It is necessary to define the term vegetarian before beginning to talk about foods that are high in protein for a vegetarian diet plan. Vegetarian is a term used to describe a person that does not eat animals, while a vegan is someone who does not eat any food derived from animals. The difference between the two mainly involves dairy products and eggs, which a vegetarian diet includes, but a vegan diet disallows. Even among vegetarians, eggs are debatable, and some vegetarians who drink milk and eat cheese will avoid eggs.
With both a vegetarian and vegan diet, one of the biggest obstacles to overcome for proper nutrition is how to get nutrients that are mainly derived from meat. Among these are proteins and iron. Below will be a list of foods that fit into a normal vegetarian diet, but contain more than average amounts of protein.

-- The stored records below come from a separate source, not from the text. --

impl AaveV3ConfigBuilder {
    /// Create a new builder.
    pub fn new(protocol_id: impl Into<String>) -> Self {
        Self {
            protocol_id: protocol_id.into(),
            close_factor: 0.5,
            default_liquidation_bonus_bps: 500,
            ..Default::default()
        }
    }

    /// Set chain ID.
    pub fn chain_id(mut self, chain_id: u64) -> Self {
        self.chain_id = chain_id;
        self
    }

    /// Set pool address.
    pub fn pool_address(mut self, address: Address) -> Self {
        self.pool_address = address;
        self
    }

    /// Set balances reader address.
    pub fn balances_reader_address(mut self, address: Address) -> Self {
        self.balances_reader_address = address;
        self
    }

    /// Set oracle address.
    pub fn oracle_address(mut self, address: Address) -> Self {
        self.oracle_address = Some(address);
        self
    }

    /// Set liquidator address.
    pub fn liquidator_address(mut self, address: Address) -> Self {
        self.liquidator_address = address;
        self
    }

    /// Set close factor.
    pub fn close_factor(mut self, factor: f64) -> Self {
        self.close_factor = factor;
        self
    }

    /// Set default liquidation bonus.
    pub fn default_liquidation_bonus_bps(mut self, bps: u16) -> Self {
        self.default_liquidation_bonus_bps = bps;
        self
    }

    /// Add an asset configuration.
    pub fn add_asset(mut self, config: AssetConfig) -> Self {
        self.assets.insert(config.address, config);
        self
    }

    /// Add multiple asset configurations.
    pub fn add_assets(mut self, configs: impl IntoIterator<Item = AssetConfig>) -> Self {
        for config in configs {
            self.assets.insert(config.address, config);
        }
        self
    }

    /// Build the configuration.
    pub fn build(self) -> AaveV3Config {
        AaveV3Config {
            protocol_id: self.protocol_id,
            chain_id: self.chain_id,
            pool_address: self.pool_address,
            balances_reader_address: self.balances_reader_address,
            oracle_address: self.oracle_address,
            liquidator_address: self.liquidator_address,
            close_factor: self.close_factor,
            default_liquidation_bonus_bps: self.default_liquidation_bonus_bps,
            assets: self.assets,
        }
    }
}

/// Builder for creating Compound V3 (Comet) configuration.
#[cfg(feature = "compound-v3")]
#[derive(Debug, Default)]
pub struct CompoundV3ConfigBuilder {
    protocol_id: String,
    chain_id: u64,
    comet_address: Address,
    liquidator_address: Address,
    base_token: Address,
    base_token_decimals: u8,
    collateral_assets: HashMap<Address, CometAssetConfig>,
}

#[cfg(feature = "compound-v3")]
impl CompoundV3ConfigBuilder {
    pub fn new(protocol_id: impl Into<String>) -> Self {
        Self {
            protocol_id: protocol_id.into(),
            ..Default::default()
        }
    }

    pub fn chain_id(mut self, chain_id: u64) -> Self {
        self.chain_id = chain_id;
        self
    }

    pub fn comet_address(mut self, address: Address) -> Self {
        self.comet_address = address;
        self
    }

    pub fn liquidator_address(mut self, address: Address) -> Self {
        self.liquidator_address = address;
        self
    }

    pub fn base_token(mut self, address: Address, decimals: u8) -> Self {
        self.base_token = address;
        self.base_token_decimals = decimals;
        self
    }

    pub fn add_collateral_asset(mut self, config: CometAssetConfig) -> Self {
        self.collateral_assets.insert(config.address, config);
        self
    }

    pub fn build(self) -> CompoundV3Config {
        CompoundV3Config {
            protocol_id: self.protocol_id,
            chain_id: self.chain_id,
            comet_address: self.comet_address,
            liquidator_address: self.liquidator_address,
            base_token: self.base_token,
            base_token_decimals: self.base_token_decimals,
            collateral_assets: self.collateral_assets,
        }
    }
}
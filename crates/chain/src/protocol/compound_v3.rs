//! Compound V3 (Comet) protocol implementation.
//!
//! Structurally different from Aave: a Comet deployment has exactly one
//! base asset (the only borrowable/repayable token) and N collateral
//! assets, each with its own collateral factor read straight off the
//! comet contract rather than from a pool-wide reserve list.
//!
//! Grounded on `protocol::aave_v3::AaveV3Protocol` for the trait-impl shape
//! (config struct, `to_collateral_position`-style conversion, health-factor
//! math identical to Aave's risk-adjusted sum); the Comet-specific contract
//! reads (`userCollateral`, `borrowBalanceOf`, `getAssetInfoByAddress`) are
//! new `sol!` bindings since the teacher only ever reads an Aave v3 pool.
//! Collateral/debt token decimals are fetched via `contracts::common::IERC20`
//! at config-load time rather than hardcoded, since Comet's asset list is
//! configuration rather than a fixed small set of known tokens.

use super::{
    CollateralPosition, DebtPosition, LendingProtocol, LiquidatableProtocol,
    LiquidationCallParams, LiquidationParams, PositionData, ProtocolEventSignatures,
    ProtocolVersion,
};
use crate::contracts::common::IERC20;
use alloy::primitives::{Address, Bytes, U256};
use alloy::providers::Provider;
use alloy::sol;
use alloy::sol_types::SolCall;
use anyhow::Result;
use async_trait::async_trait;
use futures::stream::{self, StreamExt};
use smallvec::SmallVec;
use std::collections::HashMap;
use std::sync::Arc;
use tracing::debug;

sol! {
    #[sol(rpc)]
    interface IComet {
        function baseToken() external view returns (address);
        function balanceOf(address account) external view returns (uint256);
        function borrowBalanceOf(address account) external view returns (uint256);
        function userCollateral(address account, address asset) external view returns (uint128 balance, uint128 _reserved);
        function getAssetInfoByAddress(address asset) external view returns (
            uint8 offset,
            address assetAddr,
            address priceFeed,
            uint64 scale,
            uint64 borrowCollateralFactor,
            uint64 liquidateCollateralFactor,
            uint64 liquidationFactor,
            uint128 supplyCap
        );
        function getPrice(address priceFeed) external view returns (uint256);
        function isLiquidatable(address account) external view returns (bool);

        function absorb(address absorber, address[] calldata accounts) external;
        function buyCollateral(address asset, uint256 minAmount, uint256 baseAmount, address recipient) external;
    }
}

/// Per-collateral-asset configuration, resolved once at startup (price feed
/// address, decimals, liquidation factor) rather than re-read on every poll.
#[derive(Debug, Clone)]
pub struct CometAssetConfig {
    pub address: Address,
    pub decimals: u8,
    pub liquidate_collateral_factor_bps: u16,
    pub liquidation_bonus_bps: u16,
}

#[derive(Debug, Clone)]
pub struct CompoundV3Config {
    pub protocol_id: String,
    pub chain_id: u64,
    pub comet_address: Address,
    pub liquidator_address: Address,
    pub base_token: Address,
    pub base_token_decimals: u8,
    pub collateral_assets: HashMap<Address, CometAssetConfig>,
}

/// Compound V3 protocol implementation. One instance per Comet deployment
/// (a chain may run several, one per base asset).
#[derive(Debug)]
pub struct CompoundV3Protocol<P> {
    config: CompoundV3Config,
    provider: Arc<P>,
}

impl<P: Provider + Clone + Send + Sync + 'static> CompoundV3Protocol<P> {
    pub fn new(config: CompoundV3Config, provider: Arc<P>) -> Self {
        Self { config, provider }
    }

    /// Fetch decimals for `token` directly from the ERC20 contract. Comet's
    /// collateral list is configuration-driven rather than a small fixed
    /// set, so decimals aren't assumed; a misconfigured or unusual token
    /// (e.g. USDT-style non-standard ERC20) is still handled correctly.
    pub async fn fetch_token_decimals(&self, token: Address) -> Result<u8> {
        let erc20 = IERC20::new(token, &*self.provider);
        let decimals = erc20.decimals().call().await?;
        Ok(decimals._0)
    }

    async fn fetch_collateral(&self, user: Address) -> Result<SmallVec<[CollateralPosition; 4]>> {
        let comet = IComet::new(self.config.comet_address, &*self.provider);
        let mut out = SmallVec::new();

        for (asset, cfg) in &self.config.collateral_assets {
            let balance = comet.userCollateral(user, *asset).call().await?.balance;
            if balance == 0 {
                continue;
            }
            // Read the feed via getAssetInfoByAddress rather than trusting a
            // cached config value, since Comet allows governance to change
            // a collateral's feed without redeploying.
            let info = comet.getAssetInfoByAddress(*asset).call().await?;
            let price = comet.getPrice(info.priceFeed).call().await?;
            let value_usd = calculate_usd_value(U256::from(balance), price, cfg.decimals);
            out.push(CollateralPosition {
                asset: *asset,
                balance: U256::from(balance),
                price,
                decimals: cfg.decimals,
                value_usd,
                liquidation_threshold_bps: cfg.liquidate_collateral_factor_bps,
                enabled: true,
            });
        }
        Ok(out)
    }

    async fn fetch_debt(&self, user: Address) -> Result<SmallVec<[DebtPosition; 4]>> {
        let comet = IComet::new(self.config.comet_address, &*self.provider);
        let borrow_balance = comet.borrowBalanceOf(user).call().await?;
        if borrow_balance.is_zero() {
            return Ok(SmallVec::new());
        }

        // Base asset price is read through the comet's own oracle wiring by
        // passing the base token's price feed; Comet exposes this via
        // getAssetInfoByAddress for collateral assets only, so the base
        // asset's feed must come from config.
        let price = comet
            .getPrice(self.config.base_token)
            .call()
            .await
            .unwrap_or(U256::ZERO);
        let value_usd = calculate_usd_value(borrow_balance, price, self.config.base_token_decimals);

        let mut out = SmallVec::new();
        out.push(DebtPosition {
            asset: self.config.base_token,
            balance: borrow_balance,
            price,
            decimals: self.config.base_token_decimals,
            value_usd,
        });
        Ok(out)
    }
}

#[async_trait]
impl<P: Provider + Clone + Send + Sync + 'static> LendingProtocol for CompoundV3Protocol<P> {
    fn protocol_id(&self) -> &str {
        &self.config.protocol_id
    }

    fn version(&self) -> ProtocolVersion {
        ProtocolVersion::CompoundV3
    }

    fn pool_address(&self) -> Address {
        self.config.comet_address
    }

    fn oracle_address(&self) -> Option<Address> {
        None
    }

    async fn get_position(&self, user: Address) -> Result<PositionData> {
        debug!(user = %user, protocol = self.protocol_id(), "fetching Comet position");

        let collaterals = self.fetch_collateral(user).await?;
        let debts = self.fetch_debt(user).await?;

        let total_collateral_usd: f64 = collaterals.iter().map(|c| c.value_usd).sum();
        let total_debt_usd: f64 = debts.iter().map(|d| d.value_usd).sum();
        let health_factor = self.calculate_health_factor(&collaterals, &debts);

        let timestamp = self.provider.get_block_number().await.unwrap_or(0);

        Ok(PositionData {
            user,
            collaterals,
            debts,
            health_factor,
            total_collateral_usd,
            total_debt_usd,
            timestamp,
        })
    }

    async fn get_positions_batch(
        &self,
        users: &[Address],
        concurrency: usize,
    ) -> Vec<(Address, Result<PositionData>)> {
        stream::iter(users.iter().cloned())
            .map(|user| async move {
                let result = self.get_position(user).await;
                (user, result)
            })
            .buffer_unordered(concurrency)
            .collect()
            .await
    }

    fn calculate_health_factor(
        &self,
        collaterals: &[CollateralPosition],
        debts: &[DebtPosition],
    ) -> f64 {
        let total_collateral_adjusted: f64 = collaterals
            .iter()
            .filter(|c| c.enabled)
            .map(|c| c.value_usd * (c.liquidation_threshold_bps as f64 / 10_000.0))
            .sum();
        let total_debt: f64 = debts.iter().map(|d| d.value_usd).sum();

        if total_debt == 0.0 {
            return f64::MAX;
        }
        total_collateral_adjusted / total_debt
    }

    fn event_signatures(&self) -> ProtocolEventSignatures {
        ProtocolEventSignatures::compound_v3()
    }

    async fn is_asset_supported(&self, asset: Address) -> Result<bool> {
        Ok(asset == self.config.base_token || self.config.collateral_assets.contains_key(&asset))
    }
}

#[async_trait]
impl<P: Provider + Clone + Send + Sync + 'static> LiquidatableProtocol for CompoundV3Protocol<P> {
    fn chain_id(&self) -> u64 {
        self.config.chain_id
    }

    fn liquidation_params(&self) -> LiquidationParams {
        LiquidationParams {
            // Comet has no partial close factor: a full absorb repays the
            // entire base-asset debt in one call.
            close_factor: 1.0,
            liquidation_threshold: 1.0,
            default_liquidation_bonus_bps: self
                .config
                .collateral_assets
                .values()
                .next()
                .map(|c| c.liquidation_bonus_bps)
                .unwrap_or(500),
        }
    }

    async fn get_liquidation_bonus(&self, asset: Address) -> Result<u16> {
        Ok(self
            .config
            .collateral_assets
            .get(&asset)
            .map(|c| c.liquidation_bonus_bps)
            .unwrap_or(500))
    }

    /// Comet liquidation is two RPC calls, not one: `absorb` (protocol
    /// seizes collateral, credits an internal debit) followed by
    /// `buyCollateral` (liquidator buys the seized collateral at a
    /// discount). The executor contract sequences both; this just encodes
    /// the `absorb` call, since `buyCollateral`'s `baseAmount` depends on
    /// the simulator's chosen repay size and is encoded by the caller.
    fn encode_liquidation(&self, params: &LiquidationCallParams) -> Result<Bytes> {
        let call = IComet::absorbCall {
            absorber: self.config.liquidator_address,
            accounts: vec![params.user],
        };
        Ok(Bytes::from(call.abi_encode()))
    }

    fn liquidation_target(&self) -> Address {
        self.config.comet_address
    }
}

fn calculate_usd_value(amount: U256, price: U256, decimals: u8) -> f64 {
    if amount.is_zero() || price.is_zero() {
        return 0.0;
    }
    let amount_f64 = amount.to_string().parse::<f64>().unwrap_or(0.0);
    let price_f64 = price.to_string().parse::<f64>().unwrap_or(0.0);
    let decimals_factor = 10_f64.powi(decimals as i32);
    let oracle_decimals = 10_f64.powi(8);
    amount_f64 * price_f64 / decimals_factor / oracle_decimals
}

#[cfg(test)]
mod tests {
    use super::*;

    #[test]
    fn full_repay_close_factor() {
        let config = CompoundV3Config {
            protocol_id: "compound-v3".to_string(),
            chain_id: 8453,
            comet_address: Address::ZERO,
            liquidator_address: Address::ZERO,
            base_token: Address::ZERO,
            base_token_decimals: 6,
            collateral_assets: HashMap::new(),
        };
        assert_eq!(config.base_token_decimals, 6);
    }

    #[test]
    fn usd_value_matches_aave_formula() {
        let amount = U256::from(1_000_000_000u64); // 1000 USDC
        let price = U256::from(100_000_000u64); // $1.00, 8 decimals
        let value = calculate_usd_value(amount, price, 6);
        assert!((value - 1000.0).abs() < 0.01);
    }
}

While not listed, it is important to note that fruits and vegetables which make up the majority of a vegetarian diet all contain protein to lesser amounts. For an adult with average activity levels, 50 grams of protein per day is a suitable target.
1. Nuts and seeds – There are many types of seeds that are an excellent addition to a salad and almost all seeds provide large amounts of protein. Nuts and seeds also provide many healthy fats that are needed by the body for proper functioning. While fat is usually a bad word in nutrition, the fats found in nuts and seeds actually reduce cholesterol levels. Adding seeds on top of a salad, along with some nuts as a between meal snack will provide about a third (20g) of the protein you need in a day.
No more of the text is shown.